Data records:
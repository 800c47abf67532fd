//! JSON snapshots of the whole registry, and the snapshot-backed store.
//!
//! A snapshot file holds one JSON object keyed by [`STORE_NAME`]:
//!
//! ```json
//! { "health-system-storage": { "state": { "clients": [], "programs": [], "enrollments": [] }, "version": 0 } }
//! ```
//!
//! The format is restored verbatim; there is no migration between versions.

use std::fs;
use std::io::{self, Write};
use std::path::{Path, PathBuf};

use carepoint_core::{Client, ClientId, Enrollment, EnrollmentId, HealthProgram, ProgramId};
use serde::{Deserialize, Serialize};

use crate::error::StorageError;
use crate::memory::InMemoryStore;
use crate::traits::RecordStore;

/// Key under which the registry state is stored in a snapshot file.
pub const STORE_NAME: &str = "health-system-storage";

/// Format version written into new snapshots.
pub const SNAPSHOT_VERSION: u32 = 0;

/// The three collections, in insertion order.
#[derive(Debug, Clone, Default, PartialEq, Eq, Serialize, Deserialize)]
pub struct Snapshot {
    #[serde(default)]
    pub clients: Vec<Client>,
    #[serde(default)]
    pub programs: Vec<HealthProgram>,
    #[serde(default)]
    pub enrollments: Vec<Enrollment>,
}

#[derive(Serialize, Deserialize)]
struct SnapshotFile<T> {
    // Must match STORE_NAME.
    #[serde(rename = "health-system-storage")]
    store: Envelope<T>,
}

#[derive(Serialize, Deserialize)]
struct Envelope<T> {
    state: T,
    #[serde(default)]
    version: u32,
}

impl Snapshot {
    /// Serializes the snapshot in the keyed file format.
    pub fn to_json(&self) -> Result<String, StorageError> {
        let file = SnapshotFile {
            store: Envelope {
                state: self,
                version: SNAPSHOT_VERSION,
            },
        };
        Ok(serde_json::to_string_pretty(&file)?)
    }

    /// Parses the keyed file format.
    pub fn from_json(json: &str) -> Result<Self, StorageError> {
        let file: SnapshotFile<Snapshot> = serde_json::from_str(json)?;
        Ok(file.store.state)
    }

    /// Reads a snapshot file.
    pub fn read_from(path: &Path) -> Result<Self, StorageError> {
        let json = fs::read_to_string(path)?;
        Self::from_json(&json)
    }

    /// Writes a snapshot file atomically (temp file in the same directory,
    /// then rename).
    pub fn write_to(&self, path: &Path) -> Result<(), StorageError> {
        let json = self.to_json()?;
        let dir = match path.parent() {
            Some(parent) if !parent.as_os_str().is_empty() => parent,
            _ => Path::new("."),
        };
        let mut tmp = tempfile::NamedTempFile::new_in(dir)?;
        tmp.write_all(json.as_bytes())?;
        tmp.as_file().sync_all()?;
        tmp.persist(path).map_err(|e| e.error)?;
        Ok(())
    }
}

/// An [`InMemoryStore`] mirrored to a snapshot file.
///
/// The file is loaded once by [`SnapshotStore::open`] and rewritten after
/// every successful write. Reads never touch the file.
#[derive(Debug)]
pub struct SnapshotStore {
    inner: InMemoryStore,
    path: PathBuf,
}

impl SnapshotStore {
    /// Opens the snapshot at `path`, starting empty if the file does not
    /// exist yet.
    ///
    /// The file is loaded through the same checks as individual inserts; a
    /// snapshot with duplicate ids or dangling enrollments is an error.
    pub fn open(path: impl Into<PathBuf>) -> Result<Self, StorageError> {
        let path = path.into();
        let snapshot = match Snapshot::read_from(&path) {
            Ok(snapshot) => snapshot,
            Err(StorageError::Io(e)) if e.kind() == io::ErrorKind::NotFound => Snapshot::default(),
            Err(e) => return Err(e),
        };
        Ok(SnapshotStore {
            inner: InMemoryStore::from_snapshot(&snapshot)?,
            path,
        })
    }

    /// The backing file.
    pub fn path(&self) -> &Path {
        &self.path
    }

    /// Applies `write` to a copy of the records and writes that copy to the
    /// file. The live records change only once the file write succeeded.
    /// `write` returning `Ok(false)` means nothing changed, and the file is
    /// left alone.
    fn commit(
        &mut self,
        write: impl FnOnce(&mut InMemoryStore) -> Result<bool, StorageError>,
    ) -> Result<bool, StorageError> {
        let mut next = self.inner.clone();
        if !write(&mut next)? {
            return Ok(false);
        }
        next.snapshot()?.write_to(&self.path)?;
        self.inner = next;
        Ok(true)
    }
}

impl RecordStore for SnapshotStore {
    fn get_client(&self, id: &ClientId) -> Result<Option<Client>, StorageError> {
        self.inner.get_client(id)
    }

    fn get_program(&self, id: &ProgramId) -> Result<Option<HealthProgram>, StorageError> {
        self.inner.get_program(id)
    }

    fn get_enrollment(&self, id: &EnrollmentId) -> Result<Option<Enrollment>, StorageError> {
        self.inner.get_enrollment(id)
    }

    fn list_clients(&self) -> Result<Vec<Client>, StorageError> {
        self.inner.list_clients()
    }

    fn list_programs(&self) -> Result<Vec<HealthProgram>, StorageError> {
        self.inner.list_programs()
    }

    fn list_enrollments(&self) -> Result<Vec<Enrollment>, StorageError> {
        self.inner.list_enrollments()
    }

    fn find_enrollments_by_client(&self, id: &ClientId) -> Result<Vec<Enrollment>, StorageError> {
        self.inner.find_enrollments_by_client(id)
    }

    fn find_enrollments_by_program(
        &self,
        id: &ProgramId,
    ) -> Result<Vec<Enrollment>, StorageError> {
        self.inner.find_enrollments_by_program(id)
    }

    fn find_active_enrollment(
        &self,
        client: &ClientId,
        program: &ProgramId,
    ) -> Result<Option<Enrollment>, StorageError> {
        self.inner.find_active_enrollment(client, program)
    }

    fn insert_client(&mut self, client: &Client) -> Result<(), StorageError> {
        self.commit(|store| store.insert_client(client).map(|()| true))?;
        Ok(())
    }

    fn replace_client(&mut self, client: &Client) -> Result<(), StorageError> {
        self.commit(|store| store.replace_client(client).map(|()| true))?;
        Ok(())
    }

    fn delete_client(&mut self, id: &ClientId) -> Result<bool, StorageError> {
        self.commit(|store| store.delete_client(id))
    }

    fn insert_program(&mut self, program: &HealthProgram) -> Result<(), StorageError> {
        self.commit(|store| store.insert_program(program).map(|()| true))?;
        Ok(())
    }

    fn replace_program(&mut self, program: &HealthProgram) -> Result<(), StorageError> {
        self.commit(|store| store.replace_program(program).map(|()| true))?;
        Ok(())
    }

    fn delete_program(&mut self, id: &ProgramId) -> Result<bool, StorageError> {
        self.commit(|store| store.delete_program(id))
    }

    fn insert_enrollment(&mut self, enrollment: &Enrollment) -> Result<(), StorageError> {
        self.commit(|store| store.insert_enrollment(enrollment).map(|()| true))?;
        Ok(())
    }

    fn replace_enrollment(&mut self, enrollment: &Enrollment) -> Result<(), StorageError> {
        self.commit(|store| store.replace_enrollment(enrollment).map(|()| true))?;
        Ok(())
    }

    fn import_snapshot(&mut self, snapshot: &Snapshot) -> Result<(), StorageError> {
        self.commit(|store| store.import_snapshot(snapshot).map(|()| true))?;
        Ok(())
    }

    fn snapshot(&self) -> Result<Snapshot, StorageError> {
        self.inner.snapshot()
    }
}
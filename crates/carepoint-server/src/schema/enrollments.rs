//! Enrollment request types.

use carepoint_core::{ClientId, EnrollmentPatch, EnrollmentStatus, ProgramId};
use serde::Deserialize;

use crate::error::ApiError;
use crate::schema::common::{present, require};

/// Query string of `GET /enrollments`. Every filter is optional and they
/// combine with AND.
#[derive(Debug, Clone, Default, Deserialize)]
#[serde(default, rename_all = "camelCase")]
pub struct EnrollmentQuery {
    pub client_id: Option<ClientId>,
    pub program_id: Option<ProgramId>,
    pub status: Option<EnrollmentStatus>,
}

/// Body of `POST /enrollments`.
#[derive(Debug, Clone, Default, Deserialize)]
#[serde(default, rename_all = "camelCase")]
pub struct CreateEnrollmentRequest {
    pub client_id: String,
    pub program_id: String,
    pub notes: Option<String>,
}

/// Validated enrollment request.
#[derive(Debug, Clone, PartialEq, Eq)]
pub struct EnrollRequest {
    pub client_id: ClientId,
    pub program_id: ProgramId,
    pub notes: Option<String>,
}

/// Body of `PUT /enrollments/{id}`.
#[derive(Debug, Clone, Default, Deserialize)]
#[serde(default)]
pub struct UpdateEnrollmentRequest {
    pub status: Option<EnrollmentStatus>,
    #[serde(deserialize_with = "present")]
    pub notes: Option<Option<String>>,
}

impl CreateEnrollmentRequest {
    pub fn validate(self) -> Result<EnrollRequest, ApiError> {
        Ok(EnrollRequest {
            client_id: require(self.client_id, "Client is required")?.into(),
            program_id: require(self.program_id, "Program is required")?.into(),
            notes: self.notes,
        })
    }
}

impl UpdateEnrollmentRequest {
    pub fn into_patch(self) -> EnrollmentPatch {
        EnrollmentPatch {
            status: self.status,
            notes: self.notes,
        }
    }
}

#[cfg(test)]
mod tests {
    use super::*;

    #[test]
    fn create_requires_both_ids() {
        let req: CreateEnrollmentRequest =
            serde_json::from_str(r#"{"clientId": "c1"}"#).unwrap();
        assert!(matches!(req.validate(), Err(ApiError::BadRequest(m)) if m == "Program is required"));
    }

    #[test]
    fn unknown_status_fails_to_deserialize() {
        let parsed = serde_json::from_str::<UpdateEnrollmentRequest>(r#"{"status": "paused"}"#);
        assert!(parsed.is_err());
    }

    #[test]
    fn update_maps_to_patch() {
        let req: UpdateEnrollmentRequest =
            serde_json::from_str(r#"{"status": "completed", "notes": null}"#).unwrap();
        let patch = req.into_patch();
        assert_eq!(patch.status, Some(EnrollmentStatus::Completed));
        assert_eq!(patch.notes, Some(None));
    }
}
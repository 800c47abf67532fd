//! API schema types for request/response definitions.
//!
//! Each sub-module defines the request and response types for a specific
//! API domain. Request types deserialize leniently (missing fields default
//! to empty) and are turned into store inputs by their `validate` methods,
//! which are the only place field rules are enforced.

pub mod clients;
pub mod common;
pub mod dashboard;
pub mod enrollments;
pub mod health;
pub mod programs;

Work task:
Could you repeat exactly the lines in the listing above from the one with "self.inner.find_enrollments_by_program(id)" down to the one with "fn replace_client(&mut self, client: &Client)"? Include both of those lines.

Problem solution:
        self.inner.find_enrollments_by_program(id)
    }

    fn find_active_enrollment(
        &self,
        client: &ClientId,
        program: &ProgramId,
    ) -> Result<Option<Enrollment>, StorageError> {
        self.inner.find_active_enrollment(client, program)
    }

    fn insert_client(&mut self, client: &Client) -> Result<(), StorageError> {
        self.commit(|store| store.insert_client(client).map(|()| true))?;
        Ok(())
    }

    fn replace_client(&mut self, client: &Client) -> Result<(), StorageError> {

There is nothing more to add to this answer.